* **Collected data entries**

○ ○ ○

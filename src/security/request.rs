use chrono::{DateTime, Utc};
use serde::{Deserialize, Serialize};
use std::collections::BTreeMap;
use uuid::Uuid;

pub const MAX_URL_LEN: usize = 2000;
pub const MAX_BODY_LEN: usize = 50_000;
pub const MAX_USER_AGENT_LEN: usize = 500;

const ALLOWED_METHODS: [&str; 7] = ["GET", "POST", "PUT", "DELETE", "PATCH", "HEAD", "OPTIONS"];

/// Normalized view of one inbound request, as handed to the decision engine.
///
/// Headers and query parameters are kept in ordered maps so that the text
/// fragments scanned by the payload detector are stable between runs.
#[derive(Debug, Clone, Serialize, Deserialize)]
pub struct RequestDescriptor {
    pub correlation_id: Uuid,
    pub ip_address: String,
    pub method: String,
    pub url: String,
    pub headers: BTreeMap<String, String>,
    pub query_params: BTreeMap<String, String>,
    pub body: String,
    pub user_agent: String,
    pub timestamp: DateTime<Utc>,
}

impl RequestDescriptor {
    pub fn new(ip_address: impl Into<String>, url: impl Into<String>, method: impl Into<String>) -> Self {
        Self {
            correlation_id: Uuid::new_v4(),
            ip_address: ip_address.into(),
            method: normalize_method(&method.into()),
            url: truncate_chars(&url.into(), MAX_URL_LEN),
            headers: BTreeMap::new(),
            query_params: BTreeMap::new(),
            body: String::new(),
            user_agent: String::new(),
            timestamp: Utc::now(),
        }
    }

    pub fn with_user_agent(mut self, user_agent: impl Into<String>) -> Self {
        self.user_agent = truncate_chars(&user_agent.into(), MAX_USER_AGENT_LEN);
        self
    }

    pub fn with_header(mut self, key: impl Into<String>, value: impl Into<String>) -> Self {
        self.headers.insert(key.into(), value.into());
        self
    }

    pub fn with_headers(mut self, headers: BTreeMap<String, String>) -> Self {
        self.headers = headers;
        self
    }

    pub fn with_query_param(mut self, key: impl Into<String>, value: impl Into<String>) -> Self {
        self.query_params.insert(key.into(), value.into());
        self
    }

    pub fn with_query_params(mut self, query_params: BTreeMap<String, String>) -> Self {
        self.query_params = query_params;
        self
    }

    pub fn with_body(mut self, body: impl Into<String>) -> Self {
        self.body = truncate_bytes(&body.into(), MAX_BODY_LEN);
        self
    }

    pub fn with_timestamp(mut self, timestamp: DateTime<Utc>) -> Self {
        self.timestamp = timestamp;
        self
    }

    /// User agent from the explicit field, falling back to the header map.
    pub fn effective_user_agent(&self) -> &str {
        if !self.user_agent.is_empty() {
            return &self.user_agent;
        }
        self.headers
            .iter()
            .find(|(key, _)| key.eq_ignore_ascii_case("user-agent"))
            .map(|(_, value)| value.as_str())
            .unwrap_or("")
    }

    /// Query parameters rendered as `k=v` pairs joined by spaces.
    pub fn query_string(&self) -> String {
        self.query_params
            .iter()
            .map(|(k, v)| format!("{}={}", k, v))
            .collect::<Vec<_>>()
            .join(" ")
    }

    /// Headers rendered as `k: v` pairs joined by spaces.
    pub fn header_string(&self) -> String {
        self.headers
            .iter()
            .map(|(k, v)| format!("{}: {}", k, v))
            .collect::<Vec<_>>()
            .join(" ")
    }
}

/// Upper-cases the method; anything outside the usual verbs becomes GET.
pub fn normalize_method(method: &str) -> String {
    let upper = method.trim().to_uppercase();
    if ALLOWED_METHODS.contains(&upper.as_str()) {
        upper
    } else {
        "GET".to_string()
    }
}

pub fn truncate_chars(value: &str, max_chars: usize) -> String {
    match value.char_indices().nth(max_chars) {
        Some((idx, _)) => value[..idx].to_string(),
        None => value.to_string(),
    }
}

pub fn truncate_bytes(value: &str, max_bytes: usize) -> String {
    if value.len() <= max_bytes {
        return value.to_string();
    }
    let mut end = max_bytes;
    while !value.is_char_boundary(end) {
        end -= 1;
    }
    value[..end].to_string()
}
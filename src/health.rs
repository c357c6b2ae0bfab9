use chrono::{DateTime, Utc};
use serde::{Deserialize, Serialize};
use std::collections::BTreeMap;
use std::sync::Arc;
use std::time::{Duration, Instant};
use tokio::time::timeout;

use crate::security::DecisionEngine;

#[derive(Debug, Clone, Serialize, Deserialize, PartialEq)]
pub enum ServiceStatus {
    Healthy,
    Degraded,
    Unhealthy,
}

#[derive(Debug, Serialize, Deserialize)]
pub struct ComponentHealth {
    pub name: String,
    pub status: ServiceStatus,
    pub last_check: DateTime<Utc>,
    pub message: Option<String>,
}

#[derive(Debug, Serialize, Deserialize)]
pub struct HealthMetrics {
    pub uptime_seconds: u64,
    pub banned_addresses: usize,
    pub tracked_addresses: usize,
    pub payloads_loaded: usize,
    pub patterns_loaded: usize,
}

#[derive(Debug, Serialize, Deserialize)]
pub struct HealthStatus {
    pub status: ServiceStatus,
    pub timestamp: DateTime<Utc>,
    pub version: String,
    pub components: BTreeMap<String, ComponentHealth>,
    pub metrics: HealthMetrics,
    pub startup_time: DateTime<Utc>,
}

pub struct HealthCheckManager {
    engine: Arc<DecisionEngine>,
    startup_time: Instant,
    startup_timestamp: DateTime<Utc>,
}

impl HealthCheckManager {
    pub fn new(engine: Arc<DecisionEngine>) -> Self {
        Self {
            engine,
            startup_time: Instant::now(),
            startup_timestamp: Utc::now(),
        }
    }

    pub fn uptime_seconds(&self) -> u64 {
        self.startup_time.elapsed().as_secs()
    }

    /// Full component report.
    pub async fn check_health(&self) -> HealthStatus {
        let mut components = BTreeMap::new();

        for component in [self.check_corpus(), self.check_ban_file().await] {
            components.insert(component.name.clone(), component);
        }

        let status = components
            .values()
            .map(|component| component.status.clone())
            .fold(ServiceStatus::Healthy, worst);

        let engine_status = self.engine.status().await;
        let health_status = HealthStatus {
            status,
            timestamp: Utc::now(),
            version: env!("CARGO_PKG_VERSION").to_string(),
            components,
            metrics: HealthMetrics {
                uptime_seconds: self.uptime_seconds(),
                banned_addresses: engine_status.statistics.banned_ips,
                tracked_addresses: engine_status.statistics.tracked_ips,
                payloads_loaded: engine_status.statistics.payloads_loaded,
                patterns_loaded: engine_status.statistics.patterns_loaded,
            },
            startup_time: self.startup_timestamp,
        };

        tracing::debug!(status = ?health_status.status, "Health check completed");
        health_status
    }

    fn check_corpus(&self) -> ComponentHealth {
        let detector = self.engine.payload_detector();
        let corpus = &self.engine.config().corpus;

        let (status, message) = if !corpus.enabled {
            (ServiceStatus::Healthy, Some("corpus disabled; detection rules only".to_string()))
        } else if !detector.corpus_available() {
            (
                ServiceStatus::Degraded,
                Some(format!("corpus not found at {}", corpus.path)),
            )
        } else {
            (
                ServiceStatus::Healthy,
                Some(format!(
                    "{} payloads from {} files",
                    detector.payload_count(),
                    detector.files_loaded()
                )),
            )
        };

        ComponentHealth {
            name: "corpus".to_string(),
            status,
            last_check: Utc::now(),
            message,
        }
    }

    async fn check_ban_file(&self) -> ComponentHealth {
        let ban_store = self.engine.ban_store();

        let (status, message) = if !ban_store.is_enabled() {
            (ServiceStatus::Healthy, Some("ip banning disabled".to_string()))
        } else {
            match timeout(Duration::from_secs(2), ban_store.is_writable()).await {
                Ok(true) => (ServiceStatus::Healthy, None),
                Ok(false) => (
                    ServiceStatus::Degraded,
                    Some(format!(
                        "ban file {} is not writable; bans are kept in memory",
                        ban_store.ban_file().display()
                    )),
                ),
                Err(_) => (
                    ServiceStatus::Degraded,
                    Some("ban file check timed out".to_string()),
                ),
            }
        };

        ComponentHealth {
            name: "ban_file".to_string(),
            status,
            last_check: Utc::now(),
            message,
        }
    }

    /// Check if the service is ready to accept traffic.
    pub async fn is_ready(&self) -> bool {
        self.check_health().await.status != ServiceStatus::Unhealthy
    }
}

fn worst(current: ServiceStatus, next: ServiceStatus) -> ServiceStatus {
    match (current, next) {
        (ServiceStatus::Unhealthy, _) | (_, ServiceStatus::Unhealthy) => ServiceStatus::Unhealthy,
        (ServiceStatus::Degraded, _) | (_, ServiceStatus::Degraded) => ServiceStatus::Degraded,
        _ => ServiceStatus::Healthy,
    }
}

○ ○ ○

* **WORK ITEM**
The response consists of the lines above that contain "DecisionEngine".

* **OUTPUT BELOW**
use crate::security::DecisionEngine;
    engine: Arc<DecisionEngine>,
    pub fn new(engine: Arc<DecisionEngine>) -> Self {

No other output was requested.